Consumer-Driven Health Plans Can't Be Used for Imported Drugs

January 21, 2005 (PLANSPONSOR.com) - Holders of consumer-directed health plans such as health savings accounts (HSAs) can generally not use such accounts to pay for prescription drugs imported from Canada and other countries.

Because these accounts are governed by federal law – by Code Section 213(d) – they generally cannot be used to purchase foreign drugs, according to EBIA. Medicine and drugs must be “legally procured” by holders of such accounts, and thus Canadian drugs, which most often are not allowed to be imported under federal law, would not qualify.
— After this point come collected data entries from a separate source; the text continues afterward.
//! Two-phase tree transformation
//!
//! 1. Discovery: a depth-first pre-order traversal asks the caller's
//!    dispatcher for a callback and an order key at every node, recording
//!    hits in a schedule keyed by order key.
//! 2. Firing: order keys fire ascending; within a key, callbacks fire in
//!    the order their nodes were discovered.
//!
//! The tree is never mutated. Callbacks mutate external state they own,
//! which is why they are shared `FnMut` closures behind `Rc<RefCell<..>>`;
//! the front end is single-threaded throughout.

use crate::sift::parsing::ParseTree;
use crate::sift::token::TokenKind;
use std::cell::RefCell;
use std::collections::BTreeMap;
use std::rc::Rc;

/// A callback fired with the node it was registered for
pub type NodeCallback<'t, K> = Rc<RefCell<dyn FnMut(&ParseTree<K>) + 't>>;

/// One discovery pass followed by one firing pass over the tree.
///
/// The dispatcher maps a node to `None` (no interest) or to a callback and
/// the order key it should fire under.
pub fn transform<'t, K, D>(tree: &'t ParseTree<K>, mut dispatcher: D)
where
    K: TokenKind,
    D: FnMut(&ParseTree<K>) -> Option<(NodeCallback<'t, K>, u32)>,
{
    let mut schedule: BTreeMap<u32, Vec<(NodeCallback<'t, K>, &'t ParseTree<K>)>> =
        BTreeMap::new();
    discover(tree, &mut dispatcher, &mut schedule);
    for entries in schedule.into_values() {
        for (callback, node) in entries {
            (callback.borrow_mut())(node);
        }
    }
}

fn discover<'t, K, D>(
    node: &'t ParseTree<K>,
    dispatcher: &mut D,
    schedule: &mut BTreeMap<u32, Vec<(NodeCallback<'t, K>, &'t ParseTree<K>)>>,
) where
    K: TokenKind,
    D: FnMut(&ParseTree<K>) -> Option<(NodeCallback<'t, K>, u32)>,
{
    if let Some((callback, order_key)) = dispatcher(node) {
        schedule.entry(order_key).or_default().push((callback, node));
    }
    for child in &node.children {
        discover(child, dispatcher, schedule);
    }
}

/// Plain pre-order walk, for callers that need traversal without scheduling
pub fn walk<K: TokenKind>(tree: &ParseTree<K>, visit: &mut impl FnMut(&ParseTree<K>)) {
    visit(tree);
    for child in &tree.children {
        walk(child, visit);
    }
}
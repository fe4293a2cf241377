use crate::error::{Result, SnippetError};
use std::path::Path;
use tokio::process::Command;

/// Source of captured text.
#[async_trait::async_trait]
pub trait Clipboard: Send + Sync {
    async fn read(&self) -> Result<String>;
}

/// Something that can open a store file for manual editing.
#[async_trait::async_trait]
pub trait Editor: Send + Sync {
    async fn open(&self, path: &Path) -> Result<()>;
}

/// Program plus leading arguments, e.g. `["xclip", "-o"]`.
#[derive(Debug, Clone, PartialEq, Eq)]
pub struct ExternalCommand {
    program: String,
    args: Vec<String>,
}

impl ExternalCommand {
    pub fn new(program: impl Into<String>, args: Vec<String>) -> Self {
        Self {
            program: program.into(),
            args,
        }
    }

    /// Split a `["program", "arg", ...]` list. `None` when empty.
    pub fn from_argv(argv: &[String]) -> Option<Self> {
        let (program, args) = argv.split_first()?;
        Some(Self::new(program.clone(), args.to_vec()))
    }

    pub fn program(&self) -> &str {
        &self.program
    }

    pub fn args(&self) -> &[String] {
        &self.args
    }

    fn command(&self) -> Command {
        let mut cmd = Command::new(&self.program);
        cmd.args(&self.args);
        cmd
    }

    fn failure(&self, reason: impl Into<String>) -> SnippetError {
        SnippetError::ExternalCommand {
            program: self.program.clone(),
            reason: reason.into(),
        }
    }
}

/// Reads the clipboard by running a platform tool and taking its stdout.
#[derive(Debug, Clone)]
pub struct CommandClipboard {
    command: ExternalCommand,
}

impl CommandClipboard {
    pub fn new(command: ExternalCommand) -> Self {
        Self { command }
    }
}

#[async_trait::async_trait]
impl Clipboard for CommandClipboard {
    async fn read(&self) -> Result<String> {
        let output = self
            .command
            .command()
            .output()
            .await
            .map_err(|e| self.command.failure(e.to_string()))?;

        let stderr = String::from_utf8_lossy(&output.stderr);
        if !output.status.success() {
            tracing::error!(program = %self.command.program, %stderr, "Clipboard command failed");
            return Err(self.command.failure(format!("exited with {}", output.status)));
        }
        if !stderr.trim().is_empty() {
            tracing::warn!(program = %self.command.program, %stderr, "Clipboard command wrote to stderr");
        }

        let text = String::from_utf8_lossy(&output.stdout);
        let text = text.trim_end_matches(['\r', '\n']);
        if text.trim().is_empty() {
            return Err(SnippetError::CaptureEmpty);
        }
        Ok(text.to_string())
    }
}

/// Opens a path with an editor program; the path is the last argument.
#[derive(Debug, Clone)]
pub struct CommandEditor {
    command: ExternalCommand,
}

impl CommandEditor {
    pub fn new(command: ExternalCommand) -> Self {
        Self { command }
    }
}

#[async_trait::async_trait]
impl Editor for CommandEditor {
    async fn open(&self, path: &Path) -> Result<()> {
        let status = self
            .command
            .command()
            .arg(path)
            .status()
            .await
            .map_err(|e| self.command.failure(e.to_string()))?;

        if !status.success() {
            return Err(self.command.failure(format!("exited with {}", status)));
        }
        Ok(())
    }
}

#[cfg(test)]
mod tests {
    use super::*;

    fn argv(parts: &[&str]) -> Vec<String> {
        parts.iter().map(|s| s.to_string()).collect()
    }

    #[test]
    fn test_from_argv() {
        let cmd = ExternalCommand::from_argv(&argv(&["xclip", "-o"])).unwrap();
        assert_eq!(cmd.program(), "xclip");
        assert_eq!(cmd.args(), ["-o"]);
        assert!(ExternalCommand::from_argv(&[]).is_none());
    }

    #[tokio::test]
    async fn test_missing_program_is_external_error() {
        let clipboard = CommandClipboard::new(ExternalCommand::new(
            "clipsnip-definitely-not-installed",
            Vec::new(),
        ));
        let err = clipboard.read().await.unwrap_err();
        assert!(matches!(err, SnippetError::ExternalCommand { .. }));
    }

    #[cfg(unix)]
    #[tokio::test]
    async fn test_clipboard_trims_trailing_newlines() {
        let clipboard = CommandClipboard::new(ExternalCommand::new(
            "printf",
            argv(&["  indented\\nsecond\\n\\n"]),
        ));
        assert_eq!(clipboard.read().await.unwrap(), "  indented\nsecond");
    }

    #[cfg(unix)]
    #[tokio::test]
    async fn test_clipboard_stderr_with_success_keeps_stdout() {
        let clipboard = CommandClipboard::new(ExternalCommand::new(
            "sh",
            argv(&["-c", "echo text; echo noise >&2"]),
        ));
        assert_eq!(clipboard.read().await.unwrap(), "text");
    }

    #[cfg(unix)]
    #[tokio::test]
    async fn test_clipboard_empty_output() {
        let clipboard = CommandClipboard::new(ExternalCommand::new("true", Vec::new()));
        assert!(matches!(
            clipboard.read().await.unwrap_err(),
            SnippetError::CaptureEmpty
        ));
    }

    #[cfg(unix)]
    #[tokio::test]
    async fn test_editor_nonzero_exit() {
        let editor = CommandEditor::new(ExternalCommand::new("false", Vec::new()));
        let err = editor.open(Path::new("/tmp/x.json")).await.unwrap_err();
        assert!(matches!(err, SnippetError::ExternalCommand { .. }));
    }
}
In the 2004 version of IRS Publication 502 , it was stated that “in general, you cannot include in your medical expenses the cost of a prescribed drug brought in (or ordered shipped) from another country, because you can only include the cost of a drug that was imported legally.” Two exceptions were noted, however: drugs that the FDA considers to be legal imports can be bought with such accounts and drugs that are bought and used in another country – and are legal in the US – can be purchased with such accounts.

The FDA has also made its position clear on consumer-directed health plan usage for foreign drugs in a letter posted on its Web site. “virtually all shipments of prescription drugs imported from a Canadian pharmacy will run afoul of the [Federal Food, Drug, and Cosmetic] Act,” according to the letter, implying that health accounts can not be used for such illegal purchases.

Canadian drug importation has been a hot topic as of late, with multiple states instituting policies that allow for drug importation. Rhode Island, Illinois and a spate of other states have put in place such programs. Rhode Island has gone as far as licensing Canadian pharmacies in the same manner as any other out-of-state pharmacy, the first such policy of its kind in the US(See RI First to License Canadian Pharmacies ).